Research now shows that muscle can grow across a wide range of loads, as long as sets are challenging enough.

So:

  • Heavy, low reps → biases strength

  • Moderate or higher reps → can still build muscle and strength if effort is high

  • Different tools can lead to similar outcomes

Why this matters especially for women

Women are not small men, physiologically or practically.

Women tend to:

  • Be more fatigue-resistant🙌🏻

  • Recover faster between sets🙌🏻

    BUT

  • Gain muscle more slowly if under-fuelled (unfortunately very common in women. We need to eat enough, particularly protein when strength training)

For peri- and postmenopausal women:

  • Resistance training becomes more important, not less

  • Heavy and/or explosive loading (build up slowly & carefully!) is powerful for:

    • Muscle quality

    • Strength

    • Bone density

    But this doesn’t mean only heavy lifting, which I'm sure many of you are delighted about!

Why higher reps are also brilliant:

Higher-rep work (lighter weights for longer sets) is often used to:

  • Learn and refine movement

  • Build strength through larger ranges of motion

  • Reduce joint stress while still training hard

  • Increase tissue tolerance and resilience

  • Support return-to-training or longevity goals

Great news. We are more likely to own lighter weights in our homes and the risk of injury is lower. To lift heavy, perfect form is non-negotiable!

We need to be challenging ourselves but this report shows there is more than one way to use weights that will give us those strength gains 💪🏻

Managing expectations (this part is important)

  • Strength gains slow down as training age increases, that’s normal. Once over 40, we are fighting muscle loss, making strength training even more important!

  • More training isn’t always better:

    • Beware... Fatigue, stress and injury risk increase if we push to exhaustion

    • This matters a lot for women juggling hormones, life load + training

Smart training is about doing enough. Shorter, effective workouts show more benefit once our bodies start changing. We don't need back to back classes or hours in a gym.

The practical takeaway

  • When training ensure you are training well - effort & challenge without exhaustion.

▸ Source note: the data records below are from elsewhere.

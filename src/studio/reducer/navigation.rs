//! Tab switching and the layered escape key

use super::super::events::SideEffect;
use super::super::state::{AppState, StatusLevel, Tab, ToolMode, WorkspaceView};

/// Enter `tab`, returning the loads it needs
pub(super) fn switch_tab(state: &mut AppState, tab: Tab) -> Vec<SideEffect> {
    let effects = match tab {
        Tab::Workspace => SideEffect::refresh(),
        Tab::Commit => {
            if state.staged_count() == 0 {
                state.notify(
                    StatusLevel::Info,
                    "No staged changes. Stage files before committing",
                );
                return Vec::new();
            }
            vec![
                SideEffect::LoadChanges,
                SideEffect::LoadRecent(state.settings.recent_limit),
            ]
        }
        Tab::Branches => {
            state.branches.comparison = None;
            vec![SideEffect::LoadBranches]
        }
        Tab::Tools => {
            state.tools.mode = ToolMode::Menu;
            Vec::new()
        }
    };

    state.tab = tab;
    effects
}

/// Escape unwinds one level per press: input focus, then the innermost
/// sub-view, then a pending confirmation.
pub(super) fn escape(state: &mut AppState) {
    if state.focus.take().is_some() {
        return;
    }

    if close_sub_view(state) {
        return;
    }

    if state.pending.take().is_some() {
        state.notify(StatusLevel::Info, "Action cancelled");
    }
}

fn close_sub_view(state: &mut AppState) -> bool {
    match state.tab {
        Tab::Workspace => {
            let workspace = &mut state.workspace;
            match workspace.view {
                WorkspaceView::Diff | WorkspaceView::Conflicts => {
                    workspace.view = WorkspaceView::Files;
                    if !workspace.preview {
                        workspace.diff = None;
                    }
                    true
                }
                WorkspaceView::Files if workspace.preview => {
                    workspace.preview = false;
                    workspace.diff = None;
                    true
                }
                WorkspaceView::Files => false,
            }
        }
        Tab::Commit => false,
        Tab::Branches => state.branches.comparison.take().is_some(),
        Tab::Tools => {
            if state.tools.mode == ToolMode::Menu {
                false
            } else {
                state.tools.mode = ToolMode::Menu;
                true
            }
        }
    }
}
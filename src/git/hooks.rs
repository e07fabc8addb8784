//! commit-msg hook that enforces the conventional-commit subject format

use super::error::GitError;
use crate::commit::CONVENTIONAL_PATTERN;
use crate::log_info;
use std::fs;
use std::path::Path;

/// Marker line identifying hooks this tool wrote
pub const HOOK_MARKER: &str = "# managed-by: git-scribe";

#[derive(Debug, Clone, Copy, PartialEq, Eq)]
pub enum HookChange {
    Installed,
    Replaced,
    Removed,
    Unchanged,
}

/// Shell script body; the pattern is embedded single-quoted for `grep -E`
pub fn hook_script() -> String {
    format!(
        r#"#!/bin/sh
{HOOK_MARKER}
# Rejects commit subjects that are not conventional commits.

subject=$(head -n 1 "$1")
if ! printf '%s\n' "$subject" | grep -qE '{CONVENTIONAL_PATTERN}'; then
    echo "commit-msg: subject does not follow the conventional commit format" >&2
    echo "  expected: type(scope): description" >&2
    echo "  types:    feat fix docs style refactor test chore" >&2
    exit 1
fi
"#
    )
}

fn is_managed(path: &Path) -> bool {
    fs::read_to_string(path).is_ok_and(|content| content.contains(HOOK_MARKER))
}

/// Write the hook, refusing to overwrite a hook someone else installed
pub fn install(hook_path: &Path) -> Result<HookChange, GitError> {
    let existed = hook_path.exists();
    if existed && !is_managed(hook_path) {
        return Err(GitError::ForeignHook(hook_path.to_path_buf()));
    }

    if let Some(dir) = hook_path.parent() {
        fs::create_dir_all(dir).map_err(|e| GitError::io(dir, e))?;
    }
    fs::write(hook_path, hook_script()).map_err(|e| GitError::io(hook_path, e))?;

    #[cfg(unix)]
    {
        use std::os::unix::fs::PermissionsExt;
        fs::set_permissions(hook_path, fs::Permissions::from_mode(0o755))
            .map_err(|e| GitError::io(hook_path, e))?;
    }

    log_info!("Installed commit-msg hook at {}", hook_path.display());
    Ok(if existed {
        HookChange::Replaced
    } else {
        HookChange::Installed
    })
}

/// Remove the hook if this tool installed it; foreign hooks are left untouched
pub fn uninstall(hook_path: &Path) -> Result<HookChange, GitError> {
    if !hook_path.exists() {
        return Ok(HookChange::Unchanged);
    }
    if !is_managed(hook_path) {
        return Err(GitError::ForeignHook(hook_path.to_path_buf()));
    }
    fs::remove_file(hook_path).map_err(|e| GitError::io(hook_path, e))?;
    log_info!("Removed commit-msg hook at {}", hook_path.display());
    Ok(HookChange::Removed)
}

  • If lifting weights- train across different loads and rep ranges

  • Progress strategically over time- build strength slowly and safely following guidelines.

Heavy lifting is a powerful tool but it seems it is not a requirement, as we were led to believe.

More importantly... before we add load, we need functional and confident movement.

Bodyweight training and mobility work build the foundation that makes strength training effective, safe and sustainable. They teach coordination, control and joint integrity; they strengthen connective tissue; and they reveal where stability or range of motion needs attention. When you can move well under your own bodyweight, you’re better prepared to tolerate external load, generate force and progress without unnecessary setbacks. Lifting weights doesn’t replace this work, it builds on it.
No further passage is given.